A typical time series in functional magnetic resonance imaging (fMRI) exhibits autocorrelation, that is, the samples of the time series are dependent. In addition, temporal filtering, one of the crucial steps in preprocessing of functional magnetic resonance images, induces its own autocorrelation. While performing connectivity analysis in fMRI, the impact of the autocorrelation is largely ignored. Recently, autocorrelation has been addressed by variance correction approaches, which are sensitive to the sampling rate. In this article, we aim to investigate the impact of the sampling rate on the variance correction approaches. Toward this end, we first derived a generalized expression for the variance of the sample Pearson correlation coefficient (SPCC) in terms of the sampling rate and the filter cutoff frequency, in addition to the autocorrelation and cross-covariance functions of the time series. Through simulations, we illustrated the importance of the variance correction for a fixed sampling rate. Using the real resting state fMRI data sets, we demonstrated that the data sets with higher sampling rates were more prone to false positives, in agreement with the existing empirical reports. We further demonstrated with single subject results that for the data sets with higher sampling rates, the variance correction strategy restored the integrity of true connectivity.
功能磁共振成像 (fMRI) 的典型时间序列表现出自相关,即时间序列的样本是相关的。此外,时间滤波是功能磁共振图像预处理的关键步骤之一,它会产生自身的自相关。

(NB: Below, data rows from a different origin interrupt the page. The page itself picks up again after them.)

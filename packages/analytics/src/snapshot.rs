//! Immutable analysis snapshot and its atomic publication.
//!
//! A [`Snapshot`] holds every derived structure for one data load. It is
//! built in full or not at all. [`SnapshotStore`] hands out `Arc`s to the
//! current snapshot; a reload builds a fresh one off to the side and swaps
//! the pointer, so readers still holding the previous snapshot keep a
//! consistent view.

use std::collections::BTreeSet;
use std::sync::atomic::{AtomicU64, Ordering};
use std::sync::{Arc, PoisonError, RwLock};
use std::time::Instant;

use chrono::{DateTime, Utc};
use crime_corr_analytics_models::{
    AssociationResult, CityCentroid, ContingencyTable, CorrelationMatrix, DatasetInfo, Diagnostic,
    FingerprintMatrix,
};
use crime_corr_crime_models::{DateRange, Event, EventFilter};
use crime_corr_source::EventSource;

use crate::AnalyticsError;

/// Every derived structure for one data load.
#[derive(Debug, Clone)]
pub struct Snapshot {
    info: DatasetInfo,
    contingency: ContingencyTable,
    association: AssociationResult,
    fingerprints: FingerprintMatrix,
    correlation: CorrelationMatrix,
    centroids: Vec<CityCentroid>,
    diagnostics: Vec<Diagnostic>,
    built_at: DateTime<Utc>,
}

impl Snapshot {
    /// Builds a snapshot from an event source.
    ///
    /// The contingency table comes from the source's grouped counts, so an
    /// empty source is rejected before any event rows are read.
    ///
    /// # Errors
    ///
    /// Returns [`AnalyticsError::EmptyDataset`] if the source has no
    /// events, or [`AnalyticsError::Source`] if reading fails.
    pub fn load(source: &dyn EventSource) -> Result<Self, AnalyticsError> {
        let start = Instant::now();
        log::info!("Building snapshot from {}...", source.describe());

        let counts = source.offense_counts()?;
        let contingency = crate::contingency::from_counts(&counts)?;
        let events = source.events(&EventFilter::default())?;

        let snapshot = Self::assemble(contingency, &events)?;
        log::info!(
            "Snapshot built from {} events ({} cities, {} offense types) in {:.2?}",
            snapshot.info.total_events,
            snapshot.info.cities.len(),
            snapshot.info.offense_types.len(),
            start.elapsed()
        );
        Ok(snapshot)
    }

    /// Builds a snapshot from an in-memory event collection.
    ///
    /// # Errors
    ///
    /// Returns [`AnalyticsError::EmptyDataset`] if `events` is empty.
    pub fn from_events(events: &[Event]) -> Result<Self, AnalyticsError> {
        let contingency = crate::contingency::from_events(events)?;
        Self::assemble(contingency, events)
    }

    /// Runs the three independent branches on scoped threads and joins
    /// them before anything is returned.
    fn assemble(contingency: ContingencyTable, events: &[Event]) -> Result<Self, AnalyticsError> {
        let (association_branch, correlation_branch, centroid_branch) = std::thread::scope(|scope| {
            let association = scope.spawn(|| crate::association::chi_square_test(&contingency));
            let correlation = scope.spawn(|| {
                let fingerprints = crate::fingerprint::build(&contingency)?;
                let (matrix, diagnostics) = crate::correlation::pearson_matrix(&fingerprints)?;
                Ok::<_, AnalyticsError>((fingerprints, matrix, diagnostics))
            });
            let centroids = scope.spawn(|| crate::centroid::compute(events));

            (association.join(), correlation.join(), centroids.join())
        });

        let (association, zero_cells) = association_branch
            .map_err(|_| AnalyticsError::StagePanicked { stage: "association" })?;
        let (fingerprints, correlation, degenerate) = correlation_branch
            .map_err(|_| AnalyticsError::StagePanicked { stage: "correlation" })??;
        let centroids =
            centroid_branch.map_err(|_| AnalyticsError::StagePanicked { stage: "centroids" })?;

        let mut diagnostics = zero_cells;
        diagnostics.extend(degenerate);

        let info = DatasetInfo {
            cities: contingency.cities().to_vec(),
            offense_types: contingency.offense_types().to_vec(),
            total_events: contingency.total(),
            date_range: date_range(events),
            years: events
                .iter()
                .map(Event::year)
                .collect::<BTreeSet<_>>()
                .into_iter()
                .collect(),
        };

        Ok(Self {
            info,
            contingency,
            association,
            fingerprints,
            correlation,
            centroids,
            diagnostics,
            built_at: Utc::now(),
        })
    }

    /// Dataset overview.
    #[must_use]
    pub const fn info(&self) -> &DatasetInfo {
        &self.info
    }

    /// City × Offense count table.
    #[must_use]
    pub const fn contingency(&self) -> &ContingencyTable {
        &self.contingency
    }

    /// Chi-square test result.
    #[must_use]
    pub const fn association(&self) -> &AssociationResult {
        &self.association
    }

    /// Per-city fingerprints.
    #[must_use]
    pub const fn fingerprints(&self) -> &FingerprintMatrix {
        &self.fingerprints
    }

    /// City × City correlation matrix.
    #[must_use]
    pub const fn correlation(&self) -> &CorrelationMatrix {
        &self.correlation
    }

    /// Centroids in City Set order.
    #[must_use]
    pub fn centroids(&self) -> &[CityCentroid] {
        &self.centroids
    }

    /// Centroid of one city.
    #[must_use]
    pub fn centroid(&self, city: &str) -> Option<&CityCentroid> {
        crate::centroid::lookup(&self.centroids, city)
    }

    /// Non-fatal conditions recorded during the build.
    #[must_use]
    pub fn diagnostics(&self) -> &[Diagnostic] {
        &self.diagnostics
    }

    /// When the snapshot was built.
    #[must_use]
    pub const fn built_at(&self) -> DateTime<Utc> {
        self.built_at
    }
}

fn date_range(events: &[Event]) -> Option<DateRange> {
    let min = events.iter().map(|e| e.occurred_at).min()?;
    let max = events.iter().map(|e| e.occurred_at).max()?;
    Some(DateRange { min, max })
}

/// A snapshot together with the generation it was published as.
#[derive(Debug, Clone)]
pub struct Published {
    /// Generation number, starting at 1.
    pub generation: u64,
    /// The snapshot that was swapped in.
    pub snapshot: Arc<Snapshot>,
}

/// Holds the currently published snapshot.
#[derive(Debug, Default)]
pub struct SnapshotStore {
    current: RwLock<Option<Arc<Snapshot>>>,
    generation: AtomicU64,
}

impl SnapshotStore {
    /// Creates an empty store ("no data" until the first publish).
    #[must_use]
    pub fn new() -> Self {
        Self::default()
    }

    /// Returns the current snapshot, if one has been published.
    #[must_use]
    pub fn current(&self) -> Option<Arc<Snapshot>> {
        self.current
            .read()
            .unwrap_or_else(PoisonError::into_inner)
            .clone()
    }

    /// Number of snapshots published so far.
    #[must_use]
    pub fn generation(&self) -> u64 {
        self.generation.load(Ordering::Acquire)
    }

    /// Replaces the current snapshot.
    ///
    /// The generation is bumped under the same write lock as the swap, so
    /// the returned generation always names the returned snapshot.
    pub fn publish(&self, snapshot: Snapshot) -> Published {
        let snapshot = Arc::new(snapshot);
        let generation = {
            let mut current = self.current.write().unwrap_or_else(PoisonError::into_inner);
            *current = Some(Arc::clone(&snapshot));
            self.generation.fetch_add(1, Ordering::AcqRel) + 1
        };
        log::info!("Published snapshot generation {generation}");
        Published {
            generation,
            snapshot,
        }
    }

    /// Builds a new snapshot from `source` and publishes it.
    ///
    /// On failure the previously published snapshot stays in effect.
    ///
    /// # Errors
    ///
    /// Returns the [`AnalyticsError`] from [`Snapshot::load`].
    pub fn reload(&self, source: &dyn EventSource) -> Result<Published, AnalyticsError> {
        match Snapshot::load(source) {
            Ok(snapshot) => Ok(self.publish(snapshot)),
            Err(e) => {
                if self.current().is_some() {
                    log::error!("Reload failed, keeping previous snapshot: {e}");
                } else {
                    log::error!("Reload failed, no snapshot available: {e}");
                }
                Err(e)
            }
        }
    }
}
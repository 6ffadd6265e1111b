#![cfg_attr(feature = "fail-on-warnings", deny(warnings))]
#![warn(clippy::all, clippy::pedantic, clippy::nursery, clippy::cargo)]
#![allow(clippy::multiple_crate_versions, clippy::cargo_common_metadata)]

//! Read-only crime event sources.
//!
//! The correlation engine never talks to storage directly. It reads events
//! through the [`EventSource`] trait, which is implemented by
//! [`duckdb_source::DuckDbEventSource`] for the imported Crime Open Database file
//! and by [`memory::MemoryEventSource`] for in-process collections.

pub mod duckdb_source;
pub mod memory;
pub mod paths;

use crime_corr_crime_models::{DateRange, Event, EventFilter, OffenseCount};

/// Errors that can occur while reading from an event source.
#[derive(Debug, thiserror::Error)]
pub enum SourceError {
    /// `DuckDB` query or connection failure.
    #[error("DuckDB error: {0}")]
    DuckDb(#[from] duckdb::Error),

    /// I/O error (missing database file, unreadable directory).
    #[error("I/O error: {0}")]
    Io(#[from] std::io::Error),

    /// A stored timestamp could not be parsed.
    #[error("Invalid timestamp: {value:?}")]
    Timestamp {
        /// The raw text that failed to parse.
        value: String,
    },

    /// A connection mutex was poisoned by a panicking reader.
    #[error("Event source connection lock poisoned")]
    Poisoned,
}

/// Read-only tabular access to crime events.
///
/// Implementations must return cities and offense types as distinct,
/// lexicographically sorted lists so every consumer indexes matrices the
/// same way.
pub trait EventSource: Send + Sync {
    /// Human-readable description used in log output.
    fn describe(&self) -> String;

    /// Returns the events matching `filter`, ordered by city, offense
    /// type, timestamp, latitude, then longitude. `limit` applies after
    /// ordering, so every source returns the same subset.
    ///
    /// # Errors
    ///
    /// Returns [`SourceError`] if the underlying store cannot be read.
    fn events(&self, filter: &EventFilter) -> Result<Vec<Event>, SourceError>;

    /// Returns the distinct, sorted set of cities.
    ///
    /// # Errors
    ///
    /// Returns [`SourceError`] if the underlying store cannot be read.
    fn cities(&self) -> Result<Vec<String>, SourceError>;

    /// Returns the distinct, sorted set of offense types.
    ///
    /// # Errors
    ///
    /// Returns [`SourceError`] if the underlying store cannot be read.
    fn offense_types(&self) -> Result<Vec<String>, SourceError>;

    /// Returns event counts grouped by (city, offense type), sorted by
    /// city then offense type.
    ///
    /// # Errors
    ///
    /// Returns [`SourceError`] if the underlying store cannot be read.
    fn offense_counts(&self) -> Result<Vec<OffenseCount>, SourceError>;

    /// Returns the earliest and latest event timestamps, or `None` when the
    /// source holds no events.
    ///
    /// # Errors
    ///
    /// Returns [`SourceError`] if the underlying store cannot be read.
    fn date_range(&self) -> Result<Option<DateRange>, SourceError>;
}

在进行 fMRI 连接分析时,自相关的影响在很大程度上被忽略了。最近,自相关已经通过方差校正方法得到了解决,这些方法对采样率很敏感。在本文中,我们旨在研究采样率对方差校正方法的影响。为此,我们首先推导出了一个广义表达式,用于表示样本 Pearson 相关系数 (SPCC) 的方差,该表达式与时间序列的自相关和互协方差函数有关,还与采样率和滤波器截止频率有关。通过模拟,我们说明了对于固定采样率,方差校正的重要性。使用真实的静息态 fMRI 数据集,我们证明了具有更高采样率的数据更容易出现假阳性,这与现有的经验报告一致。我们还通过单个体结果进一步证明,对于具有更高采样率的数据,方差校正策略恢复了真实连接的完整性。